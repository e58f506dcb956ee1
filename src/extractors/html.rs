//! HTML extraction pass.
//!
//! Three strategies run over the same parsed [`Document`]:
//!
//! 1. **Anchor sweep**: every click-tracking anchor is a primary candidate.
//!    Its title is the anchor text, or, for icon/"→" links, the first
//!    plausible headline line of the enclosing block.
//! 2. **Table-cell sweep**: innermost table cells that carry a headline (bold
//!    or heading text) or a read-time marker, paired with the first usable link
//!    in the cell. Catches layouts whose links are not tracking redirects.
//! 3. **Bold sweep**: bold/strong headlines paired with their enclosing link,
//!    or the first usable link of their block.
//!
//! Classification always looks at the whole enclosing block, because sponsor
//! labels sit beside the link rather than inside it.
//!
//! Every find remembers the link element it came from. The pooled output is
//! sorted by that link's position in the document, with strategy order as
//! the tie-break, so the same article found by several sweeps keeps the
//! anchor sweep's version first.

use super::{ExtractContext, build_candidate, clean_title, text_after_title};
use crate::classifier;
use crate::dom::{
    CONTAINER_TAGS, Document, attr, descendants_by_tag, flat_text, nearest_ancestor,
    nearest_ancestor_or_self, text_lines,
};
use crate::models::{ArticleCandidate, LinkCandidate, Provenance};
use crate::resolver;
use scraper::ElementRef;
use tracing::{debug, instrument};

/// Anchor texts shorter than this fall back to a headline from the block.
const MIN_ANCHOR_TITLE_CHARS: usize = 5;
/// Length window for a headline line taken from the block.
const BLOCK_TITLE_CHARS: (usize, usize) = (15, 200);
/// Minimum length of bold text treated as a headline.
const MIN_BOLD_TITLE_CHARS: usize = 10;

const HEADLINE_TAGS: &[&str] = &["b", "strong", "h1", "h2", "h3", "h4"];

/// A candidate and the link element it was built from.
pub type Found<'d> = (ElementRef<'d>, ArticleCandidate);

/// A named HTML strategy.
pub struct HtmlStrategy {
    pub name: &'static str,
    pub run: for<'d> fn(&'d Document, &ExtractContext<'_>) -> Vec<Found<'d>>,
}

/// Strategies in tie-break order.
pub const HTML_STRATEGIES: &[HtmlStrategy] = &[
    HtmlStrategy {
        name: "anchor_sweep",
        run: anchor_sweep,
    },
    HtmlStrategy {
        name: "table_cell_sweep",
        run: table_cell_sweep,
    },
    HtmlStrategy {
        name: "bold_sweep",
        run: bold_sweep,
    },
];

/// Run every HTML strategy over `html` and pool the results in document order.
#[instrument(level = "debug", skip_all, fields(bytes = html.len()))]
pub fn extract_html(html: &str, ctx: &ExtractContext<'_>) -> Vec<ArticleCandidate> {
    if html.trim().is_empty() {
        return Vec::new();
    }
    let document = Document::parse(html);
    let position = document.reading_order();
    let mut pooled: Vec<(usize, usize, ArticleCandidate)> = Vec::new();
    for (rank, strategy) in HTML_STRATEGIES.iter().enumerate() {
        let found = (strategy.run)(&document, ctx);
        debug!(strategy = strategy.name, count = found.len(), "HTML strategy finished");
        pooled.extend(found.into_iter().map(|(link, candidate)| (position(&link), rank, candidate)));
    }
    // Stable, so one strategy's finds on the same link keep their order
    pooled.sort_by_key(|(pos, rank, _)| (*pos, *rank));
    pooled.into_iter().map(|(_, _, candidate)| candidate).collect()
}

/// The block an element belongs to, or the element itself at top level.
fn container_of(el: ElementRef<'_>) -> ElementRef<'_> {
    nearest_ancestor(el, |a| CONTAINER_TAGS.contains(&a.value().name())).unwrap_or(el)
}

fn looks_like_boilerplate(line: &str, ctx: &ExtractContext<'_>) -> bool {
    classifier::is_admin(line, "", ctx.config)
        || classifier::is_sponsored(line, &ctx.config.classifier)
        || resolver::is_tracking_link(line, &ctx.config.resolver)
        || line.starts_with("http")
}

/// First line of the block that reads like a headline.
fn headline_from_block(container: ElementRef<'_>, ctx: &ExtractContext<'_>) -> Option<String> {
    let (min, max) = BLOCK_TITLE_CHARS;
    text_lines(container)
        .into_iter()
        .map(|line| clean_title(&line))
        .find(|line| {
            let len = line.chars().count();
            (min..=max).contains(&len) && !looks_like_boilerplate(line, ctx)
        })
}

/// Shared tail of every strategy: wrap the find and hand it to the builder.
fn candidate_from<'d>(
    anchor: ElementRef<'d>,
    href: &str,
    title: &str,
    container: ElementRef<'_>,
    ctx: &ExtractContext<'_>,
) -> Option<Found<'d>> {
    let surrounding = flat_text(container);
    let body = text_after_title(&surrounding, title).to_string();
    let link = LinkCandidate {
        href: href.to_string(),
        anchor_text: flat_text(anchor),
        surrounding_text: surrounding,
        provenance: Provenance::Html,
    };
    build_candidate(&link, title, &body, ctx).map(|candidate| (anchor, candidate))
}

/// First anchor under `el` whose target resolves and is not administrative.
fn first_usable_link<'a>(el: ElementRef<'a>, ctx: &ExtractContext<'_>) -> Option<(ElementRef<'a>, &'a str)> {
    descendants_by_tag(el, &["a"]).into_iter().find_map(|a| {
        let href = attr(&a, "href")?;
        let usable = resolver::resolve(href, &ctx.config.resolver).is_some()
            && !classifier::is_admin(&flat_text(a), href, ctx.config);
        usable.then_some((a, href))
    })
}

/// Primary strategy: every click-tracking anchor.
pub fn anchor_sweep<'d>(document: &'d Document, ctx: &ExtractContext<'_>) -> Vec<Found<'d>> {
    document
        .find_by_tag(&["a"])
        .into_iter()
        .filter_map(|anchor| {
            let href = attr(&anchor, "href")?;
            if !resolver::is_tracking_link(href, &ctx.config.resolver) {
                return None;
            }
            let anchor_text = flat_text(anchor);
            if classifier::is_admin(&anchor_text, href, ctx.config) {
                debug!(text = %anchor_text, "Skipping administrative anchor");
                return None;
            }

            let container = container_of(anchor);
            let own_title = clean_title(&anchor_text);
            let title = if own_title.chars().count() >= MIN_ANCHOR_TITLE_CHARS {
                own_title
            } else {
                headline_from_block(container, ctx)?
            };
            candidate_from(anchor, href, &title, container, ctx)
        })
        .collect()
}

/// Innermost table cells with a headline or a read-time marker.
pub fn table_cell_sweep<'d>(document: &'d Document, ctx: &ExtractContext<'_>) -> Vec<Found<'d>> {
    document
        .find_by_tag(&["td", "th"])
        .into_iter()
        .filter(|cell| descendants_by_tag(*cell, &["td", "th"]).is_empty())
        .filter_map(|cell| {
            let (anchor, href) = first_usable_link(cell, ctx)?;
            let headline = descendants_by_tag(cell, HEADLINE_TAGS)
                .into_iter()
                .map(|h| clean_title(&flat_text(h)))
                .find(|t| t.chars().count() >= MIN_BOLD_TITLE_CHARS);

            let title = match headline {
                Some(title) => title,
                None if classifier::has_read_time(&flat_text(cell)) => clean_title(&flat_text(anchor)),
                None => return None,
            };
            candidate_from(anchor, href, &title, cell, ctx)
        })
        .collect()
}

/// Bold/strong/heading text used as a headline.
pub fn bold_sweep<'d>(document: &'d Document, ctx: &ExtractContext<'_>) -> Vec<Found<'d>> {
    let (min, max) = BLOCK_TITLE_CHARS;
    document
        .find_by_tag(HEADLINE_TAGS)
        .into_iter()
        .filter_map(|bold| {
            let title = clean_title(&flat_text(bold));
            if !(min..=max).contains(&title.chars().count()) {
                return None;
            }
            let container = container_of(bold);
            let (anchor, href) = match nearest_ancestor_or_self(bold, &["a"]) {
                Some(a) => (a, attr(&a, "href")?),
                None => first_usable_link(container, ctx)?,
            };
            candidate_from(anchor, href, &title, container, ctx)
        })
        .collect()
}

● TASK ITEM:
Reproduce each line of the data containing the word "paired".

● REPLY:
//!    or heading text) or a read-time marker, paired with the first usable link
//! 3. **Bold sweep**: bold/strong headlines paired with their enclosing link,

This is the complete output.